O Instituto Nacional de Saúde da Mulher, da Criança e do Adolescente Fernandes Figueira (IFF/Fiocruz) realiza, nas segundas-feiras do mês de maio (dias 5, 12, 19 e 26/5/25), a 25ª edição do curso “Violência contra crianças e adolescentes – a intersetorialidade na prevenção e no atendimento”. A iniciativa tem como objetivo sensibilizar e capacitar profissionais de saúde para o reconhecimento e a abordagem adequada dos diversos tipos de violência que atingem crianças e adolescentes, promovendo uma atuação articulada entre os setores envolvidos.
A abertura foi conduzida pelo pediatra e diretor do Centro de Estudos Olinto de Oliveira (CEOO), José Augusto Alves de Britto, local onde o curso acontece: “Parabenizo a organização deste curso tão necessário, que há anos integra e enriquece a programação do CEOO. Tenho certeza de que todos sairão daqui transformados”, afirmou.
Na sequência, a responsável pelo curso e coordenadora do Núcleo de Apoio aos Profissionais que atendem crianças e adolescentes vítimas de maus-tratos (NAP/IFF), Rachel Niskier, deu boas-vindas aos participantes: “Ao longo do curso, vamos conversar sobre o NAP, que deu origem a essa formação e que completa 25 anos de atuação ininterrupta. Neste ano, teremos duas edições: esta e outra prevista para o segundo semestre”, adiantou.

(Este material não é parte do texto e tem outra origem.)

//! Render tree: the immutable output of chart composition.
//!
//! A [`RenderTree`] is plain data. It holds groups, paths, rectangles and
//! text leaves in paint order, with geometry already in pixels and any
//! rotation or alignment recorded as attributes. Painting it is the job of
//! a separate drawing stage such as [`crate::output::SvgEncoder`].

mod tree;

pub use tree::{
    Group, Node, Nodes, PathCommand, PathData, PathNode, RectNode, RenderTree, TextAnchor,
    TextNode, Transform,
};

A primeira palestra do curso teve como tema “Infâncias brasileiras e violências”, apresentada pela professora e pesquisadora do IFF/Fiocruz, Suely Deslandes. Durante sua fala, ela destacou a importância de compreender a infância como uma etapa única da vida. “Quando você enxerga uma criança como um pequeno adulto em construção, está, na verdade, projetando nela expectativas sociais sobre o que ela deve ser no futuro. Se vivemos em uma sociedade guerreira, espera-se que ela se torne um guerreiro. Em uma sociedade democrática, acredita-se que ela terá direitos e espaço para se desenvolver. Mas é preciso entender que a infância é uma etapa única da vida, com sentido e importância próprios. A criança não é apenas um ser que ‘vai ser’, ela já é — ela tem presença, voz e direitos agora”.

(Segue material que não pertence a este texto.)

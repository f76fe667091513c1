//! Geometric primitives in pixel space.

/// A 2D point with floating-point coordinates.
#[derive(Debug, Clone, Copy, PartialEq, Default)]
pub struct Point {
    /// X coordinate.
    pub x: f32,
    /// Y coordinate.
    pub y: f32,
}

impl Point {
    /// Origin point (0, 0).
    pub const ORIGIN: Self = Self::new(0.0, 0.0);

    /// Create a new point.
    #[must_use]
    pub const fn new(x: f32, y: f32) -> Self {
        Self { x, y }
    }

    /// Translate by another point interpreted as an offset.
    #[must_use]
    pub fn offset(self, by: Self) -> Self {
        Self::new(self.x + by.x, self.y + by.y)
    }

    /// Vector from `origin` to this point.
    #[must_use]
    pub fn relative_to(self, origin: Self) -> Self {
        Self::new(self.x - origin.x, self.y - origin.y)
    }
}

impl From<(f32, f32)> for Point {
    fn from((x, y): (f32, f32)) -> Self {
        Self::new(x, y)
    }
}

/// An axis-aligned rectangle defined by its top-left corner and size.
#[derive(Debug, Clone, Copy, PartialEq, Default)]
pub struct Rect {
    /// X coordinate of the top-left corner.
    pub x: f32,
    /// Y coordinate of the top-left corner.
    pub y: f32,
    /// Width of the rectangle.
    pub width: f32,
    /// Height of the rectangle.
    pub height: f32,
}

impl Rect {
    /// Create a new rectangle.
    #[must_use]
    pub const fn new(x: f32, y: f32, width: f32, height: f32) -> Self {
        Self { x, y, width, height }
    }

    /// Right edge.
    #[must_use]
    pub fn right(&self) -> f32 {
        self.x + self.width
    }

    /// Bottom edge.
    #[must_use]
    pub fn bottom(&self) -> f32 {
        self.y + self.height
    }

    /// Check if a point is inside the rectangle (edges inclusive).
    #[must_use]
    pub fn contains(&self, point: Point) -> bool {
        point.x >= self.x
            && point.x <= self.right()
            && point.y >= self.y
            && point.y <= self.bottom()
    }
}

#[cfg(test)]
mod tests {
    use super::*;

    #[test]
    fn test_point_offset() {
        let p = Point::new(3.0, 4.0).offset(Point::new(10.0, -28.0));
        assert_eq!(p, Point::new(13.0, -24.0));
        assert_eq!(p.relative_to(Point::new(10.0, -28.0)), Point::new(3.0, 4.0));
    }

    #[test]
    fn test_rect_contains_edges() {
        let rect = Rect::new(0.0, 0.0, 10.0, 10.0);
        assert!(rect.contains(Point::new(5.0, 5.0)));
        assert!(rect.contains(Point::new(10.0, 0.0)));
        assert!(!rect.contains(Point::new(15.0, 5.0)));
        assert!(!rect.contains(Point::new(5.0, -0.1)));
    }

    #[test]
    fn test_rect_edges() {
        let rect = Rect::new(10.0, 20.0, 30.0, 40.0);
        assert!((rect.right() - 40.0).abs() < f32::EPSILON);
        assert!((rect.bottom() - 60.0).abs() < f32::EPSILON);
    }
}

Deslandes abordou o tema das violências estruturais, ressaltando como o Brasil é atravessado por profundas desigualdades históricas, marcadas pela colonialidade, racismo estrutural e desigualdade de gênero. Para ilustrar esse cenário, apresentou dados da Pesquisa Nacional por Amostra de Domicílios (PNAD) do Instituto Brasileiro de Geografia e Estatística (IBGE) de 2023, que revelam que pessoas pretas ou pardas representam mais de 70% da população em situação de pobreza ou extrema pobreza no país.

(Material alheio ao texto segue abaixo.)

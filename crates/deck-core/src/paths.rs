use crate::error::{DeckError, Result};
use regex::Regex;
use std::path::{Path, PathBuf};
use std::sync::OnceLock;

// ---------------------------------------------------------------------------
// Data root layout
// ---------------------------------------------------------------------------

pub const DATA_DIR_NAME: &str = ".agent-deck";
pub const CONFIG_FILE: &str = "config.yaml";
pub const SESSIONS_DIR: &str = "sessions";
pub const COLLECTIONS_DIR: &str = "collections";
pub const CACHE_DIR: &str = "cache";
pub const CACHE_TREE_DIR: &str = "repo";
pub const CACHE_STAMP_FILE: &str = ".last-fetch";
pub const CACHE_LOCK_DIR: &str = ".lock";
pub const RECORD_EXT: &str = "yaml";

// ---------------------------------------------------------------------------
// Artifact tree layout
// ---------------------------------------------------------------------------

/// Present only in a complete tree; used to tell a finished fetch from a
/// bare or interrupted directory.
pub const TREE_MARKER: &str = "resources";
pub const SLASH_COMMANDS_DIR: &str = "resources/slash-commands";
pub const TEMPLATES_DIR: &str = "resources/claude.md-files";
pub const TEMPLATE_FILE: &str = "CLAUDE.md";

// ---------------------------------------------------------------------------
// Project layout
// ---------------------------------------------------------------------------

pub const CLAUDE_COMMANDS_DIR: &str = ".claude/commands";
pub const CLAUDE_MD: &str = "CLAUDE.md";

// ---------------------------------------------------------------------------
// Path helpers
// ---------------------------------------------------------------------------

pub fn config_path(home: &Path) -> PathBuf {
    home.join(CONFIG_FILE)
}

pub fn sessions_dir(home: &Path) -> PathBuf {
    home.join(SESSIONS_DIR)
}

pub fn session_record(home: &Path, name: &str) -> PathBuf {
    sessions_dir(home).join(format!("{name}.{RECORD_EXT}"))
}

pub fn collections_dir(home: &Path) -> PathBuf {
    home.join(COLLECTIONS_DIR)
}

pub fn collection_record(home: &Path, name: &str) -> PathBuf {
    collections_dir(home).join(format!("{name}.{RECORD_EXT}"))
}

pub fn cache_dir(home: &Path) -> PathBuf {
    home.join(CACHE_DIR)
}

pub fn cache_tree(cache: &Path) -> PathBuf {
    cache.join(CACHE_TREE_DIR)
}

pub fn cache_stamp(cache: &Path) -> PathBuf {
    cache.join(CACHE_STAMP_FILE)
}

pub fn cache_lock(cache: &Path) -> PathBuf {
    cache.join(CACHE_LOCK_DIR)
}

pub fn command_source_dir(tree: &Path, id: &str) -> PathBuf {
    tree.join(SLASH_COMMANDS_DIR).join(id)
}

pub fn template_source(tree: &Path, id: &str) -> PathBuf {
    tree.join(TEMPLATES_DIR).join(id).join(TEMPLATE_FILE)
}

pub fn claude_commands_dir(project: &Path) -> PathBuf {
    project.join(CLAUDE_COMMANDS_DIR)
}

pub fn claude_md_path(project: &Path) -> PathBuf {
    project.join(CLAUDE_MD)
}

pub fn team_tasks_dir(tasks_root: &Path, team: &str) -> PathBuf {
    tasks_root.join(team)
}

/// `~/.agent-deck`, or `None` when no home directory can be resolved.
pub fn default_home() -> Option<PathBuf> {
    home::home_dir().map(|h| h.join(DATA_DIR_NAME))
}

/// `~/.claude/tasks`, where the assistant keeps per-team task records.
pub fn default_tasks_root() -> PathBuf {
    home::home_dir()
        .unwrap_or_else(|| PathBuf::from("."))
        .join(".claude")
        .join("tasks")
}

// ---------------------------------------------------------------------------
// Name validation
// ---------------------------------------------------------------------------

static NAME_RE: OnceLock<Regex> = OnceLock::new();

fn name_re() -> &'static Regex {
    NAME_RE.get_or_init(|| Regex::new(r"^[a-z0-9][a-z0-9\-]*[a-z0-9]$|^[a-z0-9]$").unwrap())
}

pub const MAX_NAME_LEN: usize = 64;

/// Session and collection names double as file stems and tmux targets.
pub fn validate_name(name: &str) -> Result<()> {
    if name.is_empty() || name.len() > MAX_NAME_LEN || !name_re().is_match(name) {
        return Err(DeckError::InvalidName(name.to_string()));
    }
    Ok(())
}

// ---------------------------------------------------------------------------
// Tests
// ---------------------------------------------------------------------------

#[cfg(test)]
mod tests {
    use super::*;

    #[test]
    fn path_helpers() {
        let home = Path::new("/tmp/deck");
        assert_eq!(
            session_record(home, "deck-proj"),
            PathBuf::from("/tmp/deck/sessions/deck-proj.yaml")
        );
        assert_eq!(
            collection_record(home, "backend-kit"),
            PathBuf::from("/tmp/deck/collections/backend-kit.yaml")
        );
        assert_eq!(
            cache_lock(&cache_dir(home)),
            PathBuf::from("/tmp/deck/cache/.lock")
        );
    }

    #[test]
    fn valid_names() {
        for name in ["deck-proj", "a", "backend-kit-2", "x1"] {
            validate_name(name).unwrap_or_else(|_| panic!("expected valid: {name}"));
        }
    }

    #[test]
    fn invalid_names() {
        for name in ["", "-lead", "trail-", "has space", "Upper", "a.b", "../x"] {
            assert!(validate_name(name).is_err(), "expected invalid: {name}");
        }
    }

    #[test]
    fn tree_helpers() {
        let tree = Path::new("/c/repo");
        assert_eq!(
            command_source_dir(tree, "commit"),
            PathBuf::from("/c/repo/resources/slash-commands/commit")
        );
        assert_eq!(
            template_source(tree, "DSPy"),
            PathBuf::from("/c/repo/resources/claude.md-files/DSPy/CLAUDE.md")
        );
    }
}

Outro dado alarmante apresentado foi o aumento da taxa de crianças não alfabetizadas entre 7 e 8 anos, que passou de 14% em 2019 para 30% em 2023, indicando os impactos das desigualdades no acesso à educação de qualidade e ainda os efeitos da pandemia da Covid-19.
Ao tratar das Mortes Violentas Intencionais (MVI), Suely citou estatísticas de 2024 do Fundo das Nações Unidas para a Infância (UNICEF), que mostram que adolescentes negros do sexo masculino têm 4,4 vezes mais risco de serem assassinados no Brasil do que adolescentes brancos. Além disso, segundo dados das Secretarias Estaduais de Segurança Pública e do Fórum Brasileiro de Segurança Pública, a taxa de letalidade provocada pelas polícias entre adolescentes de 15 a 19 anos é 113,9% maior do que entre adultos.
No campo da violência sexual, os números também são preocupantes: entre 2021 e 2023, o número de casos registrados de estupro e estupro de vulnerável contra crianças e adolescentes (0 a 19 anos) saltou de 46.863 para 63.430, com uma subnotificação estimada de que apenas 8,5% dos casos são oficialmente notificados.
Como caminhos para a mudança, Deslandes informou as recomendações do UNICEF, que incluem: enfrentamento ao racismo; inclusão da perspectiva de gênero nas políticas públicas; e redução das desigualdades socioeconômicas.

No encerramento do primeiro dia, o diretor do Instituto, Antônio Meirelles, compartilhou uma reflexão sobre o cuidado e os desafios atuais: “Precisamos estar sempre atentos e firmes. É essencial olhar com responsabilidade para o futuro de quem comete ou reproduz violências, de qualquer natureza. Devemos ter cautela para que aqueles que se alimentam da desinformação e da cultura da violência não voltem a ocupar espaços de poder e decisão.”